Politique, Elus, Citoyens : le Grand Divorce

Le mouvement “Nuit debout”est révélateur d’une France qui cherche une issue à un malaise grandissant qui touche toute la société. De fait, les citoyens se trouvent écartés des décisions essentielles qui les concernent alors que les techniques liées à internet permettent aujourd’hui de susciter le débat et de revitaliser la démocratie. Les résultats sont dramatiques: absence de projet collectif, perte de confiance vis à vis de la démocratie, vis à vis des dirigeants. Pour ces derniers la cohésion nationale serait un des problémes majeurs auquel……

etre P Seguin et ils ont dit ajouter,,,,,Nul doute que la plupart des acteurs de Nuit debout partagent ce point de vue

La cohésion nationale serait d’après de nombreux élus le problème majeur auquel est confrontée notre société. Ils ont raison! 
Les causes de cette situation sont certes multiples, il en est une cependant qui est totalement passée sous silence par les élus PS, LR et Centristes et par la plupart des médias. Elle porte sur un événement passé : le référendum de 2005.

Avons nous le droit de rappeler :

  • Que le peuple s’est exprimé clairement pour vous dire qu'il ne voulait pas de cette Europe.
  • Que la volonté populaire a été bafouée par Sarkozy et par Hollande.

Le grand divorce entre les politiques et nous, provient de cette “trahison républicaine”

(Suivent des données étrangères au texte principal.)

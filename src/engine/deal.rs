use std::str::FromStr;

use rayon::prelude::*;

use crate::domain::errors::CardError;
use crate::domain::hand::{split_at_char, Board, HoleCards, BOARD_TOKEN_LEN};
use crate::eval::{compare_display, compare_value, RankedHand};
use crate::infra::config::{RankerConfig, SortOrder};

/// Разобранная строка раздачи: борд + карманные руки в порядке ввода.
#[derive(Clone, Debug, PartialEq, Eq)]
pub struct Deal {
    pub board: Board,
    pub holes: Vec<HoleCards>,
}

/// Формат строки: первые 10 символов — борд (пять карт подряд),
/// дальше через пробелы — руки по 4 символа.
///
/// `4cKs4h8s7s Ad4s Ac4d As9s KhKd 5d6d`
impl FromStr for Deal {
    type Err = CardError;

    fn from_str(line: &str) -> Result<Self, Self::Err> {
        let (board_str, hands_str) = split_at_char(line, BOARD_TOKEN_LEN);
        let board: Board = board_str.parse()?;

        let holes = hands_str
            .split_whitespace()
            .map(str::parse::<HoleCards>)
            .collect::<Result<Vec<_>, _>>()?;

        Ok(Deal { board, holes })
    }
}

/// Раздача после оценки и сортировки.
#[derive(Clone, Debug, PartialEq, Eq)]
pub struct RankedDeal {
    pub board: Board,
    /// Порядок вывода: см. `SortOrder`.
    pub hands: Vec<RankedHand>,
}

impl Deal {
    /// Оценить все руки и отсортировать.
    ///
    /// Оценка каждой руки независима (борд только читается), так что большие
    /// раздачи считаются параллельно. `collect` — барьер: сортировка
    /// начинается только когда оценены все руки.
    pub fn rank(&self, config: &RankerConfig) -> RankedDeal {
        let board = &self.board;

        let mut hands: Vec<RankedHand> = if config.is_parallel(self.holes.len()) {
            log::debug!("оцениваем {} рук параллельно", self.holes.len());
            self.holes
                .par_iter()
                .map(|hole| RankedHand::evaluate(*hole, board))
                .collect()
        } else {
            self.holes
                .iter()
                .map(|hole| RankedHand::evaluate(*hole, board))
                .collect()
        };

        match config.order {
            SortOrder::WeakestFirst => hands.sort_by(compare_display),
            // Внутри группы равных рук токены всё равно идут по возрастанию.
            SortOrder::StrongestFirst => hands.sort_by(|a, b| {
                compare_value(&b.evaluated, &a.evaluated)
                    .then_with(|| a.token().as_bytes().cmp(b.token().as_bytes()))
            }),
        }

        RankedDeal {
            board: self.board,
            hands,
        }
    }
}

impl RankedDeal {
    /// Для каждой руки: равна ли она по силе предыдущей в порядке вывода.
    pub fn ties_with_previous(&self) -> Vec<bool> {
        let mut ties = Vec::with_capacity(self.hands.len());
        let mut previous: Option<&RankedHand> = None;
        for hand in &self.hands {
            let tied = previous
                .map(|prev| compare_value(&prev.evaluated, &hand.evaluated).is_eq())
                .unwrap_or(false);
            ties.push(tied);
            previous = Some(hand);
        }
        ties
    }
}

D’élections en élections, cette lancinante question revient. D’élections en élections, l’incompréhension, la rupture se font plus nettes, plus dramatiques, le Front National monte et monte encore. De défaites en défaites, nos dirigeants se refusent à entendre la parole d’ une majorité de citoyens, pas celle des sondages, mais celle d’un peuple capable de réfléchir si on lui en donne les moyens.

Avons nous le droit de refuser :

  • le déclassement qui touche les salariés mais aussi les commerçants, les artisans, les petits entrepreneurs et bien entendu ceux qui sont sans emploi, ainsi que les étudiants.
  • L'agriculture intensive qui pollue, détruit les paysages et la biodiversité, qui ne respecte pas les animaux ... .et ne permet pas aux agriculteurs de vivre.
  • Les multinationales qui fraudent, ne paient pas d'impôts et dirigent le monde.Les paradis fiscaux qui continuent a exister malgré les promesses des hommes politiques.

Avons nous le droit :

  • De ne plus croire à ce discours vieux de 40 ans qui continue de nous faire rêver d’une croissance susceptible de résoudre la crise économique et sociale (depuis 40 ans le PIB, n’a pas cessé de croître et le chômage d’augmenter). La croissance est de fait un mythe! De plus elle est antinomique avec la protection de l’environnement.
  • De penser et d'agir pour une autre mondialisation où les États confrontés aux puissances financières conservent le pouvoir.
  • De penser qu'il y a un autre choix que celui d’un libéralisme à l’anglaise (moins de chômage et plus de misère) ou d’un libéralisme à la française (moins de misère mais plus de chômage).
  • De croire qu’il est encore temps de sauver l’Europe sous réserve qu’elle offre d’autres perspectives que celle d’un grand marché “libre”.
  • De penser que la France qui dans l'histoire s’est distinguée par la pertinence du projet républicain n’est pas réduite à se couler dans ce moule libéral qui lui va si mal.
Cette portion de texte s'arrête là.